● **Work instruction**
Nothing is needed except the lines below that run from the one with "let json = serde_json::to_string_pretty(records)?;" through the one with "pub fn filter_numeric_grades(records: Vec<CardRecord>)", repeated exactly.

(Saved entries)
* * * * *
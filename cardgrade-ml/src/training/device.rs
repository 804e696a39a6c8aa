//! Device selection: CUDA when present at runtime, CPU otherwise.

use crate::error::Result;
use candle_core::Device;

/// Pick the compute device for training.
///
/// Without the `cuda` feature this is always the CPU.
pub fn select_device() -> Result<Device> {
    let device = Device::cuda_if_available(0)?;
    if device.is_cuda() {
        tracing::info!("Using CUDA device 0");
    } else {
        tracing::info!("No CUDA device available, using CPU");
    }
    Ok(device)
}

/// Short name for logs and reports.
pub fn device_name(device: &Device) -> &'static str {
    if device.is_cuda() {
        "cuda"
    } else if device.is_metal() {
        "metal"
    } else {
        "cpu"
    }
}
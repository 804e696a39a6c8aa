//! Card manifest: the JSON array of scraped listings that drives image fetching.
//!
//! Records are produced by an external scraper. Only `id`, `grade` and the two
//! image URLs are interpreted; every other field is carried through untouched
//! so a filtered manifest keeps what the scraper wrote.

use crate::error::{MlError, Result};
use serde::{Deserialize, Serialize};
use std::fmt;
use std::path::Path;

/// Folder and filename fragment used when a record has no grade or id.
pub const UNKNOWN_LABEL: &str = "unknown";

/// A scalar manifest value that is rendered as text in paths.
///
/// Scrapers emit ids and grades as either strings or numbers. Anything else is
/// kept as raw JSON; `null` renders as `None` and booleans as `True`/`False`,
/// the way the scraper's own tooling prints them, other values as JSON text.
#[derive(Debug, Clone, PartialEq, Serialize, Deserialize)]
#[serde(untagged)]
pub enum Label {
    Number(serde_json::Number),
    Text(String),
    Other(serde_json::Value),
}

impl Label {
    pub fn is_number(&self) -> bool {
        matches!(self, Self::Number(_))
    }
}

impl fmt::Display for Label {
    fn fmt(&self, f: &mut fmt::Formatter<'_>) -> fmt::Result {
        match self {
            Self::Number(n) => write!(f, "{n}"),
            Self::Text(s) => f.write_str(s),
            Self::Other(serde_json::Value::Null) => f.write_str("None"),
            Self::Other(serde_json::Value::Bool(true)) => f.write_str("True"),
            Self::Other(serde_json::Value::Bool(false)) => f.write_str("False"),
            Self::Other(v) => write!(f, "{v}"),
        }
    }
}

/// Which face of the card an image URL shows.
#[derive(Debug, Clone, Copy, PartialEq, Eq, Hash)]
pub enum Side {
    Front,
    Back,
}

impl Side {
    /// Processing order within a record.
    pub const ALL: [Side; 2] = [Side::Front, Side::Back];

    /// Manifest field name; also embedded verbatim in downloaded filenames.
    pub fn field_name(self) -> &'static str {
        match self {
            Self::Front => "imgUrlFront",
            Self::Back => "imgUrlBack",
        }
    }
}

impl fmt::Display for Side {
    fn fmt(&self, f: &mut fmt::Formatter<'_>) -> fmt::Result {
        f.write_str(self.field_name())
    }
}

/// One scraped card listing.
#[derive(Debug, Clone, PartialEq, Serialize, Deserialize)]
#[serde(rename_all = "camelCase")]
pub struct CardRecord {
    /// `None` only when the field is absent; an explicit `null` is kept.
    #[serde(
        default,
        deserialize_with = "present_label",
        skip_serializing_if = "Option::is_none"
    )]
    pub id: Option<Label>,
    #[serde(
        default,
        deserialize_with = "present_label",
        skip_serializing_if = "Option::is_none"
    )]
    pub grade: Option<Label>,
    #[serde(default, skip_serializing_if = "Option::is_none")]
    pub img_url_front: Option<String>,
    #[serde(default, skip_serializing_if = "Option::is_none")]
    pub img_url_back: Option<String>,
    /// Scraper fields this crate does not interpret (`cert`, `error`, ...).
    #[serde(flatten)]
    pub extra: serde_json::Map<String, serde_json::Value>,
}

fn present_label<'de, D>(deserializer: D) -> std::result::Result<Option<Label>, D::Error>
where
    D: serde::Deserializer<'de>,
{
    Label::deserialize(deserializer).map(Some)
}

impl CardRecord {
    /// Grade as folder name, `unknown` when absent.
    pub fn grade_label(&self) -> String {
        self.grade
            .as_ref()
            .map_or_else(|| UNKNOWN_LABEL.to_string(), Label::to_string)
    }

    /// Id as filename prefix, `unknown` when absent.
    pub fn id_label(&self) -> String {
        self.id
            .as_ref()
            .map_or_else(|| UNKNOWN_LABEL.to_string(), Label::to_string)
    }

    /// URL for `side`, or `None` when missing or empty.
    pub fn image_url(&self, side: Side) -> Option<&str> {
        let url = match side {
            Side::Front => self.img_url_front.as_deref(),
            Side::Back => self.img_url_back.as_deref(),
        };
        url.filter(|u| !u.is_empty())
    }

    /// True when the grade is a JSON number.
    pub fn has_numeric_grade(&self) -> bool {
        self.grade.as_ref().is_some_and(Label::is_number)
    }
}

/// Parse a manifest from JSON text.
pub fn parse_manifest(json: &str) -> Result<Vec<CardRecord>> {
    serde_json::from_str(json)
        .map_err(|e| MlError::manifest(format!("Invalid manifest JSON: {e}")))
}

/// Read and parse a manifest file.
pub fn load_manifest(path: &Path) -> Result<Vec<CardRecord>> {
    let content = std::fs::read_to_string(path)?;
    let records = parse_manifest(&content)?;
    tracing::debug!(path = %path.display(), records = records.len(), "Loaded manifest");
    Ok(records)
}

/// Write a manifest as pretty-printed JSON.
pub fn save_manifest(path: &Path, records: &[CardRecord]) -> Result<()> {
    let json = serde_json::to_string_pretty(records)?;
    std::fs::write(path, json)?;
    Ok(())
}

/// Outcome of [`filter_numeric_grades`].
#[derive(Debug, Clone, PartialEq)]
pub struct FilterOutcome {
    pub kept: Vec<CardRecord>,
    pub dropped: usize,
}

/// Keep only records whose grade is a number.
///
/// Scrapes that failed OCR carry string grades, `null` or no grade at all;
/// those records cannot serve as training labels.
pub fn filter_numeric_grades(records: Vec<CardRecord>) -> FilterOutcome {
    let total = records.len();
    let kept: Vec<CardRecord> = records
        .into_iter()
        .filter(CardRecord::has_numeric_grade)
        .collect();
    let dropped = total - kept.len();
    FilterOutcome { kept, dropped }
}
* * * * *
● **Solution to this task**
    let json = serde_json::to_string_pretty(records)?;
    std::fs::write(path, json)?;
    Ok(())
}

/// Outcome of [`filter_numeric_grades`].
#[derive(Debug, Clone, PartialEq)]
pub struct FilterOutcome {
    pub kept: Vec<CardRecord>,
    pub dropped: usize,
}

/// Keep only records whose grade is a number.
///
/// Scrapes that failed OCR carry string grades, `null` or no grade at all;
/// those records cannot serve as training labels.
pub fn filter_numeric_grades(records: Vec<CardRecord>) -> FilterOutcome {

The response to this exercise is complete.